▸ **PROBLEM STATEMENT**: Records follow. Copy every line with "MeshInstance".

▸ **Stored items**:
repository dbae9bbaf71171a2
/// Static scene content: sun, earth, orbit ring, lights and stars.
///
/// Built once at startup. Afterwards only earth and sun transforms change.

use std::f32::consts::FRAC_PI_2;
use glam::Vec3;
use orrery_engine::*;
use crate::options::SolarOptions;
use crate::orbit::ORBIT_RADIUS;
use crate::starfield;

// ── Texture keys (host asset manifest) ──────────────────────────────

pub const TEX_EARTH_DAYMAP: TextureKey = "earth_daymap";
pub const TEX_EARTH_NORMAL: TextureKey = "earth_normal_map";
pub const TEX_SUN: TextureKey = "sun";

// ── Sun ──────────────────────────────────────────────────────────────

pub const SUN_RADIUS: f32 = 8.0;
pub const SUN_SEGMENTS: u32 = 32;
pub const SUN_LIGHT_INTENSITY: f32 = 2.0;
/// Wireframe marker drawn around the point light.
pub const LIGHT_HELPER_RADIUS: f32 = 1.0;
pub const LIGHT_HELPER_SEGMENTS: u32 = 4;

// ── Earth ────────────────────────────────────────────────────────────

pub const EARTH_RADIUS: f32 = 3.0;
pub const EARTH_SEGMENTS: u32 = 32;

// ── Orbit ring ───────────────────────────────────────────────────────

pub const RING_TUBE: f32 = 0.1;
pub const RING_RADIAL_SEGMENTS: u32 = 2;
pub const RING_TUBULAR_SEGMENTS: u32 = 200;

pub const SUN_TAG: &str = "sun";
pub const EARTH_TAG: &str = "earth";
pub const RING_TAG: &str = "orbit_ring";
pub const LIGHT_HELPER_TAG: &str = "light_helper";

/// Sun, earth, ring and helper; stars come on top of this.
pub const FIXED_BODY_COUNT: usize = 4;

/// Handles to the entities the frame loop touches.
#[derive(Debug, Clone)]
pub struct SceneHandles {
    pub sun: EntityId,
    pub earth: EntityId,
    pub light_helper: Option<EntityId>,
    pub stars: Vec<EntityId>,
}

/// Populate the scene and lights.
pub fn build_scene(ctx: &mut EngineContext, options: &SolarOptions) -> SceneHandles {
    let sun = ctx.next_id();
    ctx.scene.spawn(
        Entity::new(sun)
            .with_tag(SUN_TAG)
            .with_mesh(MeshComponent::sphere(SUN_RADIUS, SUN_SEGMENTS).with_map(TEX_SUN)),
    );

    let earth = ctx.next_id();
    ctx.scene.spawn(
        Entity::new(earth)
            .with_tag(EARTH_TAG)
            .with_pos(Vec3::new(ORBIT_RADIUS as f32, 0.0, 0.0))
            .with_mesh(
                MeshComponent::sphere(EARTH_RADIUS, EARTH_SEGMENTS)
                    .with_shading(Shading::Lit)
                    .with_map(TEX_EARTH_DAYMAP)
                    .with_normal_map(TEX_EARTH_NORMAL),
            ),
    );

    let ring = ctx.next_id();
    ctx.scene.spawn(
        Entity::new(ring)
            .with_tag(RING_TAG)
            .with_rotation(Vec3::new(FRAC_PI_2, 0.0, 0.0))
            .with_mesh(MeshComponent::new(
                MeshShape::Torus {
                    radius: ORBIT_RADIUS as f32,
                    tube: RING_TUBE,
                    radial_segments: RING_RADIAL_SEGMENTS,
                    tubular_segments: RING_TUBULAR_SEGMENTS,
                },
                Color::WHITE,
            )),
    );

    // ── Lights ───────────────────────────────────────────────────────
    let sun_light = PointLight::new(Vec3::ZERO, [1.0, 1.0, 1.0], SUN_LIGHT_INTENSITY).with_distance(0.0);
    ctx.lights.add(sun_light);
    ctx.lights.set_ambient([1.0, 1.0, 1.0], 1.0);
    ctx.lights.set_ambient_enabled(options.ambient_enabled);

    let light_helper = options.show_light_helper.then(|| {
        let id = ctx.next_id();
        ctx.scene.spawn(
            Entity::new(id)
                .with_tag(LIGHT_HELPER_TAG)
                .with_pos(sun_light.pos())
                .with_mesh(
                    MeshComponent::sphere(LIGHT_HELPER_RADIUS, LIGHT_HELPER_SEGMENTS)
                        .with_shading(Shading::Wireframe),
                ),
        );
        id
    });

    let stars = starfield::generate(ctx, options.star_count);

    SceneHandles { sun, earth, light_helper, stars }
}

* * *

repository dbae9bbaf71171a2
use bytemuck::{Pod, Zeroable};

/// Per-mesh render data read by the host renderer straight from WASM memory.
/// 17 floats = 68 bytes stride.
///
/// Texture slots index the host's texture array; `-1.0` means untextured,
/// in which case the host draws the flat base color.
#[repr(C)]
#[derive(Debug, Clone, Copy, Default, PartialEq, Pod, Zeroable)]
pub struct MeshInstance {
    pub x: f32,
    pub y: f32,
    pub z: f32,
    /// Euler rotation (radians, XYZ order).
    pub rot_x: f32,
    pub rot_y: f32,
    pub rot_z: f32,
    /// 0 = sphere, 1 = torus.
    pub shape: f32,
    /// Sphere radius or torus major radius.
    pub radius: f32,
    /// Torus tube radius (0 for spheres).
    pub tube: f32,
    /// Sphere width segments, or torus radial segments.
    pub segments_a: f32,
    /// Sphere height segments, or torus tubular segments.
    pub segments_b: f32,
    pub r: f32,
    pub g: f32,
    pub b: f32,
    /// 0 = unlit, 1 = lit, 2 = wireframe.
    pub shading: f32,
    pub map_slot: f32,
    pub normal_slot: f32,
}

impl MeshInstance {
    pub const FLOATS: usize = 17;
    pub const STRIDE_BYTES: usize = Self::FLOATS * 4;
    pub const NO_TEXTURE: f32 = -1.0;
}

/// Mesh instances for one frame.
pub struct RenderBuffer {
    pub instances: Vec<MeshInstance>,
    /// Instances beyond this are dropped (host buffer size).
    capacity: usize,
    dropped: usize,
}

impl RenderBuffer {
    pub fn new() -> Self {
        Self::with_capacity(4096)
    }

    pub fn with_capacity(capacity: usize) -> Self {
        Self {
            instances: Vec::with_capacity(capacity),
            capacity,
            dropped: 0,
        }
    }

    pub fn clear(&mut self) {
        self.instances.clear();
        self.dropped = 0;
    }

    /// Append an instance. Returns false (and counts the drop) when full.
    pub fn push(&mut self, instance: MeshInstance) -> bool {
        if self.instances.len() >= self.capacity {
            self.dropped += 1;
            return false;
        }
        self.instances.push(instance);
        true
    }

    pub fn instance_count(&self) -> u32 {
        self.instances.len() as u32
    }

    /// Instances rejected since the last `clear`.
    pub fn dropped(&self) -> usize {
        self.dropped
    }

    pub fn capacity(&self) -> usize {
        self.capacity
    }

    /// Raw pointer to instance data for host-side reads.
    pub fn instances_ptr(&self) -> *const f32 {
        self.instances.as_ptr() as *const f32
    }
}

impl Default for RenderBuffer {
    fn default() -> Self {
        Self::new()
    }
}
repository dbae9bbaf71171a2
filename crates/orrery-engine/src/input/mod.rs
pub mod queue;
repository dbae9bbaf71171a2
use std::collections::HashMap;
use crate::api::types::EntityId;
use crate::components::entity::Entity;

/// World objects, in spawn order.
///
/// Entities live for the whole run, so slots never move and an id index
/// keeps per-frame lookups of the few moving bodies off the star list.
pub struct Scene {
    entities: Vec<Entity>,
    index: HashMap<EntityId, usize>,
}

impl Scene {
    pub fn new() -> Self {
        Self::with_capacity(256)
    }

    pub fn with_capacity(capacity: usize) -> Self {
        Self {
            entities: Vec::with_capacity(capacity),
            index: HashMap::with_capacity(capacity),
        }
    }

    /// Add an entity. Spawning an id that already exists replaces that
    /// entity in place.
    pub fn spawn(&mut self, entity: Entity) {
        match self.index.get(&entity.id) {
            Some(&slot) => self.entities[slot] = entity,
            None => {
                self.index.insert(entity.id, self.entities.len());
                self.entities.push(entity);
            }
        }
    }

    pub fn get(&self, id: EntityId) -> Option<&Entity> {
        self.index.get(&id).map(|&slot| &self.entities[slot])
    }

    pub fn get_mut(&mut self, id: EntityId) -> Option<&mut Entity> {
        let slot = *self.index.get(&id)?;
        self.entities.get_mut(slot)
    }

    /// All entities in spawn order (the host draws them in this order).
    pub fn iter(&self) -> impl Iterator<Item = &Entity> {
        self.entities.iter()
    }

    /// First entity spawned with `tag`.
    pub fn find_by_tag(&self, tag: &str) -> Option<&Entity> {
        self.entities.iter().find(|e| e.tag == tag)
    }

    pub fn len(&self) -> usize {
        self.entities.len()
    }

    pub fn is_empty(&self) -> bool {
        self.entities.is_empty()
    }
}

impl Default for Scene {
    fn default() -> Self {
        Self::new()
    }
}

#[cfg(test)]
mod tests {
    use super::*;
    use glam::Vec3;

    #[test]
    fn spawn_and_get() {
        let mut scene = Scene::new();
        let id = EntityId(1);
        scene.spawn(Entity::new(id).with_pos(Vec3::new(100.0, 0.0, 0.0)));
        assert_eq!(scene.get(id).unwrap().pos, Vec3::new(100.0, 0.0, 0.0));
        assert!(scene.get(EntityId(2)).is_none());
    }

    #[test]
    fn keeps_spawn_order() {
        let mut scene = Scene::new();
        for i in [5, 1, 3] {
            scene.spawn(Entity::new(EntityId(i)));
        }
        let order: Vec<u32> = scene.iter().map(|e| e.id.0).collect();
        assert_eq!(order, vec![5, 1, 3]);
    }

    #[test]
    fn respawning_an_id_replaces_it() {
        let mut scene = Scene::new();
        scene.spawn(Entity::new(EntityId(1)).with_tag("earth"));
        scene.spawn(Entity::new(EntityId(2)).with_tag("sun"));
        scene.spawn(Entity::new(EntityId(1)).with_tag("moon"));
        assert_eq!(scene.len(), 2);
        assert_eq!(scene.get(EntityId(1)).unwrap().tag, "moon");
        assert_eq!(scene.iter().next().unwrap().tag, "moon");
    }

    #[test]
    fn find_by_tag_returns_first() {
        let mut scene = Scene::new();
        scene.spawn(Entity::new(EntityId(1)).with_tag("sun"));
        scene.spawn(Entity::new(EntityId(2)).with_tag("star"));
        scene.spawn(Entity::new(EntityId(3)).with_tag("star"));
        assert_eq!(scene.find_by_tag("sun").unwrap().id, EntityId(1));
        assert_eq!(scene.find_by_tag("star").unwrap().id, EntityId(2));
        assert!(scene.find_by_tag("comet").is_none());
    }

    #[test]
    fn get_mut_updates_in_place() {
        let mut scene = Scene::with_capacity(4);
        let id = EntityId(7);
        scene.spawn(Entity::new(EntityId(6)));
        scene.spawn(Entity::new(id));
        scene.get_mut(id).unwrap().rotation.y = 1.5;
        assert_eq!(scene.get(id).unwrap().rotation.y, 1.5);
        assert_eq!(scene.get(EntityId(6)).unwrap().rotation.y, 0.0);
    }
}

...

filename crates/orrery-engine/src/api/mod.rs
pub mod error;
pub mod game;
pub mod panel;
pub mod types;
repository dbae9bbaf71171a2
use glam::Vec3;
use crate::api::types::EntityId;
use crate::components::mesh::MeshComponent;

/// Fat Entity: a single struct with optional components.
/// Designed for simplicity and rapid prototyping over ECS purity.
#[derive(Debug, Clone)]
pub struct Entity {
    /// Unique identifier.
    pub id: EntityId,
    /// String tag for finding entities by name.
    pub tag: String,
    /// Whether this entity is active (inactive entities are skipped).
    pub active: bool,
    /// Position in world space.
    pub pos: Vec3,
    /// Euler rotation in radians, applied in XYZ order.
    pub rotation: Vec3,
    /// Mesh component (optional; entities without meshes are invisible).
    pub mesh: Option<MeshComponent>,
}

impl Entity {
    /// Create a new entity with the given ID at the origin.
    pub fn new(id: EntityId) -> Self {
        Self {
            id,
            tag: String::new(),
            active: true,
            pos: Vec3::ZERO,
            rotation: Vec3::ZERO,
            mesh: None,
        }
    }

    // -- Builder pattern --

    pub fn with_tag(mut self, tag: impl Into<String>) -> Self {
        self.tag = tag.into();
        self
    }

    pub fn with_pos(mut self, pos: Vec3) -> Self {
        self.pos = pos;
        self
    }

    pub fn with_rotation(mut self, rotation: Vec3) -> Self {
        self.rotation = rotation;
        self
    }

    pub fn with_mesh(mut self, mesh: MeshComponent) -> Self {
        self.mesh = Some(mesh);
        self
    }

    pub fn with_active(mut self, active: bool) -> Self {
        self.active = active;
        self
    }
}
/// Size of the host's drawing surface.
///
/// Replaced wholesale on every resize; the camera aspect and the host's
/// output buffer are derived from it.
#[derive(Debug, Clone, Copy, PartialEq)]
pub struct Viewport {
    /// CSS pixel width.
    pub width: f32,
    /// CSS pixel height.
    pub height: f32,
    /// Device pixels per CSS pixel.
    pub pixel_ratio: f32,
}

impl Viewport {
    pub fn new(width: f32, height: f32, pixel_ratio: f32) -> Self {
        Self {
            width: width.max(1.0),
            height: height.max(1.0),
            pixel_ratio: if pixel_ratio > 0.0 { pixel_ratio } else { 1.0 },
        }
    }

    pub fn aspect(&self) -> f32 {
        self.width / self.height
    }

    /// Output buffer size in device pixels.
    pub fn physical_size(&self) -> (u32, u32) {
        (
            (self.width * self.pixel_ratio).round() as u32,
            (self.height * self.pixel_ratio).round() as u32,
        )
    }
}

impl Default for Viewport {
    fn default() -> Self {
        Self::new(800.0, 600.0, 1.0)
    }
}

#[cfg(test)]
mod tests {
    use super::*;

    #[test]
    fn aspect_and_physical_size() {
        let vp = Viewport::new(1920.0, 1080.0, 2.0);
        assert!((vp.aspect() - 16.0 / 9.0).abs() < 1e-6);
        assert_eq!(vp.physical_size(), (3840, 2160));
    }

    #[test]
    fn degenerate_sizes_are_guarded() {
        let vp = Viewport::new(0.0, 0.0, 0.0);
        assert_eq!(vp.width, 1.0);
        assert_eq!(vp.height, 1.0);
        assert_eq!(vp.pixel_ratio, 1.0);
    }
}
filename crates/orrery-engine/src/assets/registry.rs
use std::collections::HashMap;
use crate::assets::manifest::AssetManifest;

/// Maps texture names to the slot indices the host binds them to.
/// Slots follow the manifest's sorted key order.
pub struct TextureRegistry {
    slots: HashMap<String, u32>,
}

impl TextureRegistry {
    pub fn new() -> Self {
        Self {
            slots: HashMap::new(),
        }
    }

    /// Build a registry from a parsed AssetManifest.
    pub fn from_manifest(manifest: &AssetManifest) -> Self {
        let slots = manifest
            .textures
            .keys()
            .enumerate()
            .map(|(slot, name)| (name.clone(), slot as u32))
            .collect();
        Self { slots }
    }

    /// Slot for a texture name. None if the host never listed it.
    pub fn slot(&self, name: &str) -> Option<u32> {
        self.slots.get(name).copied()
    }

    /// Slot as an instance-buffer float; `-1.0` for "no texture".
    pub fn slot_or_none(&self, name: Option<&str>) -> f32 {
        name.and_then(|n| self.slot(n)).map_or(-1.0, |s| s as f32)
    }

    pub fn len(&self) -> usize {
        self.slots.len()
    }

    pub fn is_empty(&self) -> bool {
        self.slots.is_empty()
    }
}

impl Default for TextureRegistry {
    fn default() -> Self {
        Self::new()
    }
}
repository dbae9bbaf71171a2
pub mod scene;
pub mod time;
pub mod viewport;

▸ **REPLY TO THE TASK**:
pub struct MeshInstance {
impl MeshInstance {
    pub instances: Vec<MeshInstance>,
    pub fn push(&mut self, instance: MeshInstance) -> bool {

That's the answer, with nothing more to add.